= Ben O'Carroll =

Irish Gaelic footballer

Ben O'Carroll (born 2001/2002) is an Irish Gaelic footballer who plays as a forward for St Brigid's and the Roscommon county team. He has also played Sigerson Cup football.

O'Carroll is a native of Hodson Bay, near Athlone. With the Roscommon under-20s, he won the 2021 Connacht Under-20 Football Championship, and then played in the 2021 All-Ireland Under-20 Football Championship final. He made his senior debut for Roscommon in the 2023 National Football League, scoring 1–2 in a victory over Tyrone and collecting the "man of the match" award afterwards. By 2024, he was expected to begin any Roscommon game. However, injury limited his playing time for Roscommon, as well as his playing time for St Brigid's in the Roscommon Senior Football Championship, and he had hip surgery towards the end of the year.

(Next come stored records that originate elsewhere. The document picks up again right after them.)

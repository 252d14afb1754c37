//! End-to-end alias queries over small programs

mod common;

use common::*;
use pretty_assertions::assert_eq;
use std::collections::BTreeSet;
use std::sync::Arc;
use std::time::Duration;
use syncpds_engine::config::{AnalysisConfig, Preset};
use syncpds_engine::features::query::{
    AccessPath, DefaultBackwardFlowFunctions, DefaultForwardFlowFunctions, FactFlow,
    FlowFunctions, Direction,
};
use syncpds_engine::{
    BackwardQuery, ForwardQuery, Method, Node, ProgramModel, QueryEngine, Reachability,
    SolverStatus, Statement, SyncPdsError, Val,
};

fn engine(program: syncpds_engine::InMemoryProgram, config: AnalysisConfig) -> QueryEngine<Reachability> {
    QueryEngine::new(shared(program), config)
}

// ============================================================================
// Backward queries
// ============================================================================

#[test]
fn test_copy_aliases_share_allocation() {
    let main = main_method();
    let mut engine = engine(copy_program(), AnalysisConfig::default());

    let results = engine
        .solve_backward(BackwardQuery::new(stmt(&main, 2), local(&main, "b")))
        .unwrap();

    assert_eq!(results.status, SolverStatus::Quiescent);
    assert_eq!(results.allocation_statements(), BTreeSet::from([stmt(&main, 1)]));
    assert!(results.may_alias(&AccessPath::local(local(&main, "a"))));
}

#[test]
fn test_identity_call_returns_argument() {
    let main = main_method();
    let mut engine = engine(identity_call_program(), AnalysisConfig::default());

    let results = engine
        .solve_backward(BackwardQuery::new(stmt(&main, 3), local(&main, "b")))
        .unwrap();

    assert_eq!(results.allocation_statements(), BTreeSet::from([stmt(&main, 1)]));
    let aliases: BTreeSet<String> = results.aliases.iter().map(|p| p.to_string()).collect();
    assert!(aliases.contains(&AccessPath::local(local(&main, "a")).to_string()));
    assert!(aliases.contains(&AccessPath::local(local(&main, "b")).to_string()));
}

#[test]
fn test_field_written_in_callee() {
    let main = main_method();
    let mut engine = engine(field_across_call_program(), AnalysisConfig::default());

    let results = engine
        .solve_backward(BackwardQuery::new(stmt(&main, 4), local(&main, "x")))
        .unwrap();

    assert_eq!(results.allocation_statements(), BTreeSet::from([stmt(&main, 1)]));
    assert!(results.may_alias(&AccessPath::new(
        local(&main, "o"),
        vec![syncpds_engine::Field::named("f")]
    )));
}

#[test]
fn test_field_alias_through_copy_needs_field_pois() {
    let main = main_method();
    let query = BackwardQuery::new(stmt(&main, 5), local(&main, "x"));

    let mut precise = engine(field_alias_program(), AnalysisConfig::preset(Preset::Balanced));
    let results = precise.solve_backward(query.clone()).unwrap();
    assert_eq!(results.allocation_statements(), BTreeSet::from([stmt(&main, 1)]));

    let config = AnalysisConfig::preset(Preset::Balanced).resolve_field_aliases(false);
    let mut blind = engine(field_alias_program(), config);
    let results = blind.solve_backward(query).unwrap();
    assert!(results.allocation_sites.is_empty());
}

#[test]
fn test_self_referential_field_terminates() {
    let main = main_method();
    let config = AnalysisConfig::default().timeout_ms(5_000);
    let mut engine = engine(self_referential_program(), config);

    let results = engine
        .solve_backward(BackwardQuery::new(stmt(&main, 3), local(&main, "y")))
        .unwrap();

    assert!(results.is_complete());
    assert_eq!(results.allocation_statements(), BTreeSet::from([stmt(&main, 1)]));
    assert!(results.may_alias(&AccessPath::local(local(&main, "y"))));
}

// ============================================================================
// On-the-fly call graph
// ============================================================================

#[test]
fn test_virtual_call_resolved_on_the_fly() {
    let main = main_method();
    let mut engine = engine(virtual_call_program(), AnalysisConfig::default());

    let results = engine
        .solve_backward(BackwardQuery::new(stmt(&main, 4), local(&main, "b")))
        .unwrap();

    assert_eq!(results.allocation_statements(), BTreeSet::from([stmt(&main, 1)]));
    assert_eq!(
        engine.call_graph().discovered(&stmt(&main, 3)),
        vec![Method::new("Box", "id")]
    );
}

#[test]
fn test_virtual_call_opaque_without_on_the_fly() {
    let main = main_method();
    let config = AnalysisConfig::default().on_the_fly_call_graph(false);
    let mut engine = engine(virtual_call_program(), config);

    let results = engine
        .solve_backward(BackwardQuery::new(stmt(&main, 4), local(&main, "b")))
        .unwrap();

    assert!(results.allocation_sites.is_empty());
    assert_eq!(engine.call_graph().edge_count(), 0);
}

#[test]
fn test_shared_call_graph_reused_by_next_engine() {
    let main = main_method();
    let ctx = context(virtual_call_program(), AnalysisConfig::default());

    let mut first: QueryEngine<Reachability> = ctx.engine();
    first
        .solve_backward(BackwardQuery::new(stmt(&main, 4), local(&main, "b")))
        .unwrap();
    let generation = ctx.call_graph().generation();
    assert!(generation > 0);

    let mut second: QueryEngine<Reachability> = ctx.engine();
    let results = second
        .solve_backward(BackwardQuery::new(stmt(&main, 4), local(&main, "b")))
        .unwrap();
    assert_eq!(results.allocation_statements(), BTreeSet::from([stmt(&main, 1)]));
    assert_eq!(ctx.call_graph().generation(), generation);
}

// ============================================================================
// Custom flow functions
// ============================================================================

/// Forward flows that end every fact at `System.exit`
struct TruncatingExit(DefaultForwardFlowFunctions);

impl FlowFunctions for TruncatingExit {
    fn direction(&self) -> Direction {
        self.0.direction()
    }

    fn normal_flow(&self, program: &dyn ProgramModel, fact: &Val, stmt: &Statement) -> Vec<FactFlow> {
        self.0.normal_flow(program, fact, stmt)
    }

    fn call_flow(&self, program: &dyn ProgramModel, fact: &Val, call_site: &Statement, callee: &Method) -> Vec<Node> {
        self.0.call_flow(program, fact, call_site, callee)
    }

    fn call_to_return_flow(
        &self,
        program: &dyn ProgramModel,
        fact: &Val,
        call_site: &Statement,
        callees: &[Method],
    ) -> Vec<FactFlow> {
        let is_exit = program
            .invoke_expr(call_site)
            .is_some_and(|call| call.method_name == "exit");
        if is_exit {
            return Vec::new();
        }
        self.0.call_to_return_flow(program, fact, call_site, callees)
    }

    fn return_flow(&self, program: &dyn ProgramModel, exit: &Node) -> Vec<Val> {
        self.0.return_flow(program, exit)
    }

    fn map_returned(&self, program: &dyn ProgramModel, returned: &Val, call_site: &Statement) -> Vec<Val> {
        self.0.map_returned(program, returned, call_site)
    }
}

#[test]
fn test_custom_flow_functions_truncate_exit() {
    let main = main_method();
    let query = ForwardQuery::new(stmt(&main, 1), local(&main, "a"));
    let after_copy = Node::new(stmt(&main, 3), local(&main, "b"));

    let mut default = engine(exit_program(), AnalysisConfig::default());
    let results = default.solve_forward(query.clone()).unwrap();
    assert!(results.reached.contains(&after_copy));

    let mut truncating = engine(exit_program(), AnalysisConfig::default()).with_flow_functions(
        Arc::new(TruncatingExit(DefaultForwardFlowFunctions)),
        Arc::new(DefaultBackwardFlowFunctions),
    );
    let results = truncating.solve_forward(query).unwrap();
    assert!(!results.reached.contains(&after_copy));
    assert_eq!(results.reached_at(&stmt(&main, 3)).count(), 0);
}

// ============================================================================
// Forward queries
// ============================================================================

#[test]
fn test_forward_reaches_through_call() {
    let main = main_method();
    let mut engine = engine(identity_call_program(), AnalysisConfig::default());

    let results = engine
        .solve_forward(ForwardQuery::new(stmt(&main, 1), local(&main, "a")))
        .unwrap();

    let at_nop: BTreeSet<&Val> = results.reached_at(&stmt(&main, 3)).map(|n| &n.fact).collect();
    assert_eq!(at_nop, BTreeSet::from([&local(&main, "a"), &local(&main, "b")]));
    assert!(results.top_level.contains(&Node::new(stmt(&main, 3), local(&main, "b"))));
    let callee_entry = Node::new(stmt(&Method::new("Main", "id"), 0), Val::local("p", &Method::new("Main", "id")));
    assert!(results.reached.contains(&callee_entry));
    assert!(!results.top_level.contains(&callee_entry));
}

// ============================================================================
// Engine contract
// ============================================================================

#[test]
fn test_results_are_deterministic() {
    let main = main_method();
    let query = BackwardQuery::new(stmt(&main, 5), local(&main, "x"));

    let first = engine(field_alias_program(), AnalysisConfig::default())
        .solve_backward(query.clone())
        .unwrap();
    let second = engine(field_alias_program(), AnalysisConfig::default())
        .solve_backward(query)
        .unwrap();

    assert_eq!(first.allocation_sites, second.allocation_sites);
    assert_eq!(first.aliases, second.aliases);
    assert_eq!(first.to_json().unwrap(), second.to_json().unwrap());
}

#[test]
fn test_timeout_then_resume() {
    let main = main_method();
    let mut engine = engine(identity_call_program(), AnalysisConfig::default());
    let handle = engine
        .seed(BackwardQuery::new(stmt(&main, 3), local(&main, "b")))
        .unwrap();

    let status = engine.solve_with_timeout(handle, Some(Duration::ZERO)).unwrap();
    assert_eq!(status, SolverStatus::TimedOut);

    let status = engine.solve_with_timeout(handle, None).unwrap();
    assert_eq!(status, SolverStatus::Quiescent);
    let sites: BTreeSet<Statement> = engine
        .solver(handle)
        .unwrap()
        .allocation_sites()
        .iter()
        .map(|n| n.stmt.clone())
        .collect();
    assert_eq!(sites, BTreeSet::from([stmt(&main, 1)]));
}

#[test]
fn test_reachable_node_listener_sees_replayed_nodes() {
    let main = main_method();
    let mut engine = engine(copy_program(), AnalysisConfig::default());
    let handle = engine
        .seed(BackwardQuery::new(stmt(&main, 2), local(&main, "b")))
        .unwrap();
    engine.solve(handle).unwrap();

    let seen = Arc::new(parking_lot::Mutex::new(Vec::new()));
    let sink = seen.clone();
    engine
        .register_reachable_node_listener(handle, Box::new(move |node: &Node| sink.lock().push(node.clone())))
        .unwrap();

    let reached = engine.reached_nodes(handle).unwrap();
    let seen: BTreeSet<Node> = seen.lock().iter().cloned().collect();
    assert_eq!(seen, reached);
}

#[test]
fn test_malformed_queries_rejected() {
    let main = main_method();
    let mut engine = engine(copy_program(), AnalysisConfig::default());

    let unknown = BackwardQuery::new(stmt(&main, 17), local(&main, "b"));
    assert!(matches!(engine.seed(unknown), Err(SyncPdsError::MalformedQuery { .. })));

    let returned = BackwardQuery::new(stmt(&main, 2), local(&main, "b").returned());
    assert!(matches!(engine.seed(returned), Err(SyncPdsError::MalformedQuery { .. })));

    let not_alloc = ForwardQuery::new(stmt(&main, 2), local(&main, "b"));
    assert!(matches!(engine.seed(not_alloc), Err(SyncPdsError::MalformedQuery { .. })));
    assert!(engine.handles().is_empty());
}

#[test]
fn test_single_query_engine() {
    let main = main_method();
    let mut engine = engine(copy_program(), AnalysisConfig::preset(Preset::Fast));
    let query = BackwardQuery::new(stmt(&main, 2), local(&main, "b"));

    engine.solve_backward(query.clone()).unwrap();
    assert!(matches!(
        engine.solve_backward(query),
        Err(SyncPdsError::MultipleQueriesDisallowed)
    ));
}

With his club, O'Carroll was "man of the match" in Corofin's 2023 Connacht Senior Club Football Championship final loss to St Brigid's. He received recognition from the AIB GAA Club Player Awards when he was selected for inclusion on its Team of the Year, and was nominated for Player of the Year, alongside Shane Walsh and eventual winner Conor Glass. He also plays alongside his younger brother, Charlie.